Motivational Systems in Muroid Rodents

Although it is proposed here that the motivational systems of offense, defense, submission, and patrol/marking are separable in terms of their neural organization, they are often difficult to distinguish in the course of behavioral observations. This is due, in part, to the complex interactions and overlaps among the systems as enumerated below.

The same motor pattern may be activated in a given species by more than one motivational mechanism. This gives rise to the so-called "ambivalent acts or postures" which get their name from the fact that their presence does not tell the observer which of two possible motivational mechanisms are active at that moment [Grant and Mackintosh, 1963; Lehman and Adams, 1977]. A majority of the motor patterning mechanisms illustrated in Figure 1 fall into this category, especially those activated by both defense and submission. Other especially notable examples are approach locomotion which is activated by either offense or patrol/marking, and the sideways and upright postures which can be activated by offense, defense, or submission.

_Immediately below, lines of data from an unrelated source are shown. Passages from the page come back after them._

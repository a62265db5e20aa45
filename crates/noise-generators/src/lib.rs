//! # noise-generators - Security Log Content Generators
//!
//! One [`ContentGenerator`](noise_core::ContentGenerator) per event type. Each builds a field map with
//! randomized but plausible values, merges caller overrides over it and
//! renders the result in the source's native format.
//!
//! | event type          | format  |
//! |---------------------|---------|
//! | `dns_query`         | JSON    |
//! | `aws_cloudtrail`    | JSON    |
//! | `windows_security`  | XML     |
//! | `linux_auth`        | syslog  |
//! | `firewall`          | syslog (key=value) |
//! | `web_access`        | combined log format |
//! | `okta_system_log`   | JSON    |

mod common;
mod fields;

pub mod cloudtrail;
pub mod dns;
pub mod firewall;
pub mod linux_auth;
pub mod okta;
pub mod web_access;
pub mod windows;

use noise_core::GeneratorRegistry;

pub use cloudtrail::CloudTrailGenerator;
pub use dns::DnsQueryGenerator;
pub use firewall::FirewallGenerator;
pub use linux_auth::LinuxAuthGenerator;
pub use okta::OktaSystemLogGenerator;
pub use web_access::WebAccessGenerator;
pub use windows::WindowsSecurityGenerator;

/// Registry holding every built-in generator
pub fn default_registry() -> GeneratorRegistry {
    GeneratorRegistry::new()
        .with(DnsQueryGenerator)
        .with(CloudTrailGenerator)
        .with(WindowsSecurityGenerator)
        .with(LinuxAuthGenerator)
        .with(FirewallGenerator)
        .with(WebAccessGenerator)
        .with(OktaSystemLogGenerator)
}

The same sensory analyzer and synthesizer may be tuned to motivating stimuli that affect more than one motivational system. Such analyzers and synthesizers give rise to the simultaneous activation of more than one motivational system in some cases, eg, both offense and patrol/marking in the case of unfamiliar conspecific odors. For this reason one usually sees both the behaviors of offense and those of patrol/marking at more or less the same time in muroid rodents.

Motivational systems may also respond similarly to the internal circulating hormones of an animal, leading to simultaneous activation of several systems. Thus, for example, not only patrol/marking but also male and female sex motivational systems may be activated by androgens and estrogens and, therefore, one is likely to see the behaviors of each system correlated across animals and at the same time. In fact, the behaviors of patrol/marking have been included as the component of sexual behavior called "proceptivity" [Beach, 1976]. Another example is the parallel increase in offense and defense associated with the hormonal state of lactation, which may be due to parallel hormonal effects upon the consociate modulator and the offense motivational system [Adams, in press].

There may be direct inhibitory interactions among motivational mechanisms. A direct inhibition from the motivational mechanisms of submission and defense to the motivational mechanisms of offense may account for the fact that animals are less likely to show offense in a strange cage than in the home cage [Barfield et al, 1972; Jones and Nowell, 1973b]. The specific mechanism of this effect is indicated by the fact that handling and neophobic stimuli, both motivating stimuli of defense and submission, serve to inhibit both isolation-induced fighting and competitive fighting, which depend upon different motivating stimuli [Mink and Adams, in preparation]. It is also possible that similar inhibitory connections go to the motivational mechanism of patrol/marking, as indicated by the data in Adams [1976].

Motor patterning mechanisms may interact directly. As pointed out with regard to defense, the motor patterns of freezing, flight, and fighting back are organized in such a way as to suggest that their motor patterning mechanisms are interconnected by a network of mutual and reciprocal inhibition. I have suggested elsewhere [Adams, 1979a] that a "master switch" responsible for these interactions might be located in the older portion of the cerebellum. Other motor patterning mechanisms might be mutually facilitative: For example, lunge-and-bite attack with squeal or "chit" vocalization, and crouch or full submissive posture with ultrasonic "piping" vocalization, which would explain why they occur in combination.